さて、ここで重要なのが、トイレをトイレたらしめている要素を考えることです。たとえば、便器のもつ形質、トイレの目的、空間構成、私たちがトイレで為すこと(単に排泄するだけでなく)、私たちのトイレでの感情、全体の中の一部(建物全体におけるトイレという空間であったり、下水処理という大きな流れの中の一部分だったり。)といった感じでしょうか。そうすると、大きく「形質」と「意味(感情)」に分類することができるのではないでしょうか。

一つのモノゴトがもつ属性は、概して他のモノゴトの要素にもなっています。典型的なイメージそのものから探そうとすると、イメージを考える粒度が大きくなってしまいますがトイレを構成する小さい粒度の要素から出発して考えることで、アイディアのヒントが見つかりやすくなります。

トイレの例でいうと、便器という器に水が流れていく様から、「噴水」というキーワードヒントで考えてみるとか、トイレでは座るという行為をしているわけだから単純に「椅子」という切り口でヒントを探ってみるとか。また私たちはトイレでホッとひといきする憩いの場としても利用していることから、「安らぐ音楽」という視点で考えてみたり、小さな個室に入り込むのは、まさにモビルスーツのコックピットに乗り込むような感じだから、入り口からガンダムのコックピットのようなデザインにしてしまうとか。

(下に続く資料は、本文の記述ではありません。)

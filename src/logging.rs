use anyhow::{Context, Result};
use tracing_subscriber::{EnvFilter, fmt, layer::SubscriberExt, util::SubscriberInitExt};

/// Installs the global tracing subscriber writing compact lines to stderr.
///
/// `RUST_LOG` takes precedence over `default_level`.
pub fn init_logging(default_level: &str) -> Result<()> {
    let filter = EnvFilter::try_from_default_env()
        .or_else(|_| EnvFilter::try_new(default_level))
        .with_context(|| format!("invalid log filter '{default_level}'"))?;

    let console_layer = fmt::layer()
        .with_writer(std::io::stderr)
        .with_target(false)
        .with_thread_names(true)
        .compact();

    tracing_subscriber::registry()
        .with(filter)
        .with(console_layer)
        .try_init()
        .context("failed to install tracing subscriber")?;

    Ok(())
}
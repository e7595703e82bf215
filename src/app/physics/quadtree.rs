use eframe::egui::{Vec2, vec2};

const LEAF_CAPACITY: usize = 8;
const MAX_DEPTH: usize = 10;

/// Axis-aligned square covered by one quadtree cell.
#[derive(Clone, Copy, Debug)]
pub(super) struct Region {
    pub(super) center: Vec2,
    pub(super) half_extent: f32,
}

impl Region {
    fn enclosing(points: &[Vec2]) -> Option<Self> {
        let mut min = vec2(f32::INFINITY, f32::INFINITY);
        let mut max = vec2(f32::NEG_INFINITY, f32::NEG_INFINITY);
        for point in points {
            min = min.min(*point);
            max = max.max(*point);
        }

        if !(min.x.is_finite() && min.y.is_finite() && max.x.is_finite() && max.y.is_finite()) {
            return None;
        }

        let span = (max - min).max_elem().max(1.0);
        Some(Self {
            center: (min + max) * 0.5,
            half_extent: span * 0.5 + 1.0,
        })
    }

    pub(super) fn contains(self, point: Vec2) -> bool {
        (point.x - self.center.x).abs() <= self.half_extent
            && (point.y - self.center.y).abs() <= self.half_extent
    }

    pub(super) fn side(self) -> f32 {
        self.half_extent * 2.0
    }

    fn quadrant_of(self, point: Vec2) -> usize {
        usize::from(point.x >= self.center.x) | (usize::from(point.y >= self.center.y) << 1)
    }

    fn quadrant(self, quadrant: usize) -> Self {
        let quarter = self.half_extent * 0.5;
        let dx = if quadrant & 1 == 0 { -quarter } else { quarter };
        let dy = if quadrant & 2 == 0 { -quarter } else { quarter };
        Self {
            center: self.center + vec2(dx, dy),
            half_extent: quarter,
        }
    }
}

/// Barnes-Hut cell: aggregated mass of every node below it.
pub(super) struct QuadNode {
    pub(super) region: Region,
    pub(super) center_of_mass: Vec2,
    pub(super) mass: f32,
    /// Node indices; only populated on leaves.
    pub(super) members: Vec<usize>,
    pub(super) children: [Option<Box<QuadNode>>; 4],
}

/// Flattened cell used by the debug overlay.
pub(in crate::app) struct QuadtreeCell {
    pub center: Vec2,
    pub half_extent: f32,
    pub depth: usize,
    pub is_leaf: bool,
}

impl QuadNode {
    pub(super) fn build(positions: &[Vec2]) -> Option<Self> {
        let region = Region::enclosing(positions)?;
        Some(Self::subdivide(
            region,
            (0..positions.len()).collect(),
            positions,
            0,
        ))
    }

    fn subdivide(region: Region, members: Vec<usize>, positions: &[Vec2], depth: usize) -> Self {
        let mass = members.len() as f32;
        let center_of_mass = if members.is_empty() {
            region.center
        } else {
            members
                .iter()
                .fold(Vec2::ZERO, |sum, &index| sum + positions[index])
                / mass
        };

        let mut node = Self {
            region,
            center_of_mass,
            mass,
            members,
            children: std::array::from_fn(|_| None),
        };
        if depth >= MAX_DEPTH || node.members.len() <= LEAF_CAPACITY {
            return node;
        }

        let mut buckets: [Vec<usize>; 4] = std::array::from_fn(|_| Vec::new());
        for &index in &node.members {
            buckets[region.quadrant_of(positions[index])].push(index);
        }
        // Coincident points cannot be separated by splitting further.
        if buckets.iter().filter(|bucket| !bucket.is_empty()).count() <= 1 {
            return node;
        }

        for (quadrant, bucket) in buckets.into_iter().enumerate() {
            if !bucket.is_empty() {
                node.children[quadrant] = Some(Box::new(Self::subdivide(
                    region.quadrant(quadrant),
                    bucket,
                    positions,
                    depth + 1,
                )));
            }
        }
        node.members.clear();
        node
    }

    pub(super) fn is_leaf(&self) -> bool {
        self.children.iter().all(Option::is_none)
    }

    pub(super) fn children(&self) -> impl Iterator<Item = &QuadNode> {
        self.children.iter().filter_map(|child| child.as_deref())
    }

    pub(super) fn collect_cells(&self, depth: usize, cells: &mut Vec<QuadtreeCell>) {
        cells.push(QuadtreeCell {
            center: self.region.center,
            half_extent: self.region.half_extent,
            depth,
            is_leaf: self.is_leaf(),
        });
        for child in self.children() {
            child.collect_cells(depth + 1, cells);
        }
    }
}
use std::collections::HashSet;
use std::sync::Arc;
use std::time::Duration;

use eframe::egui::{Context, Pos2, Vec2};

use crate::config::Settings;
use crate::driver::DriverLink;
use crate::scan::OutboundEvent;

mod graph;
mod physics;
mod projector;
mod render_utils;
mod session;
mod ui;

pub(crate) use physics::LayoutConfig;
pub(crate) use session::SessionOptions;

use projector::SessionView;
use session::ScanSession;

/// Upper bound on driver events applied per frame so a burst cannot stall
/// the UI; the rest wait for the next frame.
const MAX_EVENTS_PER_FRAME: usize = 256;
const DRIVER_POLL_INTERVAL: Duration = Duration::from_millis(50);

pub(crate) struct ScanTopologyApp {
    link: DriverLink,
    model: ViewModel,
}

struct ViewModel {
    session: ScanSession,
    target_input: String,
    ports_input: String,
    search: String,
    selected: Option<String>,
    pan: Vec2,
    zoom: f32,
    live_physics: bool,
    show_quadtree_overlay: bool,
    dragging: Option<String>,
    notice: Option<String>,
    pending_requests: Vec<OutboundEvent>,
    projection_cache: Option<ProjectionCache>,
    search_match_cache: Option<SearchMatchCache>,
    view_scratch: ViewScratch,
}

struct ProjectionCache {
    revision: u64,
    view: Arc<SessionView>,
}

struct SearchMatchCache {
    query: String,
    revision: u64,
    matches: Arc<HashSet<usize>>,
}

#[derive(Default)]
struct ViewScratch {
    screen_positions: Vec<Pos2>,
    quadtree_cells: Vec<physics::QuadtreeCell>,
}

impl ScanTopologyApp {
    pub(crate) fn new(_cc: &eframe::CreationContext<'_>, settings: Settings, link: DriverLink) -> Self {
        Self {
            link,
            model: ViewModel::new(&settings),
        }
    }
}

impl eframe::App for ScanTopologyApp {
    fn update(&mut self, ctx: &Context, _frame: &mut eframe::Frame) {
        let events = self.link.drain(MAX_EVENTS_PER_FRAME);
        let received = !events.is_empty();
        for event in events {
            self.model.session.handle(event);
        }

        self.model
            .show(ctx, self.link.description(), self.link.is_connected());

        for request in self.model.pending_requests.drain(..) {
            self.link.send(request);
        }

        if received {
            ctx.request_repaint();
        } else if self.link.is_connected() {
            ctx.request_repaint_after(DRIVER_POLL_INTERVAL);
        }
    }
}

アイディアを考えるという行為を、ゼロから何か考えないといけないと思うと詰まってしまうが、ビジュアル起点で考えてみると連想ゲームのように次々と広がっていくはずです。。

一見関係ない二つ以上の物事に相関を見出したり、結合させたり、今あるモノゴトに新しい解釈や意味を付与することは、「イノベーション」にもつながるはずです。。ちょうど、イノベーション研究の先駆者であるシュンペーターがイノベーションとは、新結合(ニューコンビネーション)によってもたらされると主張していたり、マルセル・デュシャンが便器を『泉』という作品として発表し、新しい視点で世界を見る契機を与えたりしたように。。。

まとめ

イメージと言語を往復し抽象化することは、新しいアイディアを発想する一つの手段として有効かと思います。また発見があれば追記していきます。